Il se cachait à la commissure des lèvres. L’inquiétude, elle l’exprimait par
son front, et la tristesse, par les rides de ses yeux. Mais l’ennui, lui, était
autour des lèvres.
    La soirée fut excitante. Paul raconta toute la
matière qu’il apprenait et il avait remis une petite peinture à sa mère. Le
curé Grenier lui posa deux questions en latin et Paul sut répondre. Émilie éclatait
de fierté. La dinde mangée jusqu’au dernier lambeau de chair, ils nettoyèrent
la table. Jeanne, Alice et Rolande se couchèrent. Clément s’assit dans un coin,
participant peu à la conversation mais ne perdant pas un mot, pas un geste. Il
fut d’ailleurs le seul à remarquer la main de Napoléon qui, sous la table,
tenait fermement celle de Blanche.
    Le curé les quitta à minuit. Clément
s’endormit sur sa chaise tandis qu’Émilie, Blanche, Paul et Napoléon
discutèrent jusqu’aux petites heures. Blanche essaya d’effacer les bâillements
de plus en plus fréquents qui l’assaillaient. Elle capitula, proposa de faire des
lits – ce qui fut accepté – et salua tout le monde. Elle se coucha heureuse.

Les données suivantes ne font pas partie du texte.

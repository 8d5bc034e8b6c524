use std::time::Duration;

use anyhow::Context as _;

use crate::config::LlmConfig;

pub fn chat_completions_endpoint(base_url: &str) -> String {
    let base_url = base_url.trim_end_matches('/');
    format!("{base_url}/chat/completions")
}

/// Per-call overrides of the configured sampling parameters.
#[derive(Debug, Clone, Copy, Default)]
pub struct CompletionOptions {
    pub temperature: Option<f32>,
    pub max_tokens: Option<u32>,
}

/// Minimal OpenAI-compatible chat client with bounded retries.
#[derive(Debug, Clone)]
pub struct OpenAiClient {
    client: reqwest::Client,
    endpoint: String,
    api_key: String,
    model: String,
    temperature: f32,
    max_tokens: u32,
    max_retries: usize,
    retry_base_delay: Duration,
}

impl OpenAiClient {
    pub fn new(config: &LlmConfig) -> anyhow::Result<Self> {
        if config.api_key.trim().is_empty() {
            anyhow::bail!("OPENAI_API_KEY is required for the openai engine");
        }
        let client = reqwest::Client::builder()
            .timeout(Duration::from_secs(300))
            .build()
            .context("build http client")?;
        Ok(Self {
            client,
            endpoint: chat_completions_endpoint(&config.base_url),
            api_key: config.api_key.clone(),
            model: config.model.clone(),
            temperature: config.temperature,
            max_tokens: config.max_tokens,
            max_retries: config.max_retries,
            retry_base_delay: Duration::from_secs(1),
        })
    }

    pub fn with_retry_base_delay(mut self, delay: Duration) -> Self {
        self.retry_base_delay = delay;
        self
    }

    /// Sends one system + user exchange. Failed attempts are retried with
    /// exponential backoff (`base`, `2 * base`, `4 * base`, ...).
    pub async fn complete(
        &self,
        system: &str,
        user: &str,
        options: CompletionOptions,
    ) -> anyhow::Result<String> {
        let mut attempt = 0;
        loop {
            match self.complete_once(system, user, options).await {
                Ok(text) => return Ok(text),
                Err(err) if attempt < self.max_retries => {
                    let delay = self.retry_base_delay * 2u32.saturating_pow(attempt as u32);
                    tracing::warn!(attempt = attempt + 1, ?delay, "llm retry: {err:#}");
                    tokio::time::sleep(delay).await;
                    attempt += 1;
                }
                Err(err) => {
                    return Err(err).with_context(|| {
                        format!("chat completion failed after {} attempts", attempt + 1)
                    });
                }
            }
        }
    }

    async fn complete_once(
        &self,
        system: &str,
        user: &str,
        options: CompletionOptions,
    ) -> anyhow::Result<String> {
        let mut body = serde_json::json!({
            "model": self.model,
            "messages": [
                { "role": "system", "content": system },
                { "role": "user", "content": user },
            ],
            "max_tokens": options.max_tokens.unwrap_or(self.max_tokens),
        });

        // NOTE: Some GPT-5 models reject sampling params like `temperature`.
        if !self.model.starts_with("gpt-5")
            && let Some(obj) = body.as_object_mut()
        {
            obj.insert(
                "temperature".to_owned(),
                serde_json::json!(options.temperature.unwrap_or(self.temperature)),
            );
        }

        let response = self
            .client
            .post(&self.endpoint)
            .bearer_auth(&self.api_key)
            .json(&body)
            .send()
            .await
            .with_context(|| format!("POST {}", self.endpoint))?;

        let status = response.status();
        let raw = response.text().await.context("read OpenAI response body")?;
        if !status.is_success() {
            let message = parse_error_message(&raw).unwrap_or_else(|| raw.clone());
            anyhow::bail!("OpenAI API error ({status}): {message}");
        }

        let value: serde_json::Value = serde_json::from_str(&raw).context("parse OpenAI response")?;
        extract_message_text(&value).context("extract message text")
    }
}

fn parse_error_message(raw_json: &str) -> Option<String> {
    let value: serde_json::Value = serde_json::from_str(raw_json).ok()?;
    let message = value.get("error")?.get("message")?.as_str()?.to_owned();
    Some(message)
}

fn extract_message_text(value: &serde_json::Value) -> anyhow::Result<String> {
    let text = value
        .get("choices")
        .and_then(|v| v.as_array())
        .and_then(|choices| choices.first())
        .and_then(|choice| choice.get("message"))
        .and_then(|message| message.get("content"))
        .and_then(|content| content.as_str())
        .ok_or_else(|| anyhow::anyhow!("missing `choices[0].message.content` in response"))?;

    let text = text.trim();
    if text.is_empty() {
        anyhow::bail!("OpenAI message content is empty");
    }
    Ok(text.to_owned())
}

Fière d’elle, et de Napoléon, et de Paul, et de sa mère…

 1 8
     
    Émilie monta dans ses locaux, claqua la porte
et courut à la cuisine. Elle prit un chaudron, remercia le ciel – pour la
première fois – de ne pas avoir d’enfant avec elle, et frappa le chaudron
violemment contre son comptoir. Elle frappa en hurlant sa rage et son
humiliation. La poignée du chaudron craqua et elle le vit voler en direction de
la fenêtre. Dieu merci, la vitre résista à l’assaut. Puis elle se calma,
ramassa le chaudron, vit que les commissaires étaient encore dehors devant
l’école à parler de leurs insignifiances. Elle sourit intérieurement en se
demandant ce qu’elle aurait fait si le chaudron avait effectivement brisé la
vitre. Avec un peu de chance, Joachim Crête l’aurait reçu sur la tête. Elle
aurait donné tout un mois de salaire pour assister à un tel spectacle.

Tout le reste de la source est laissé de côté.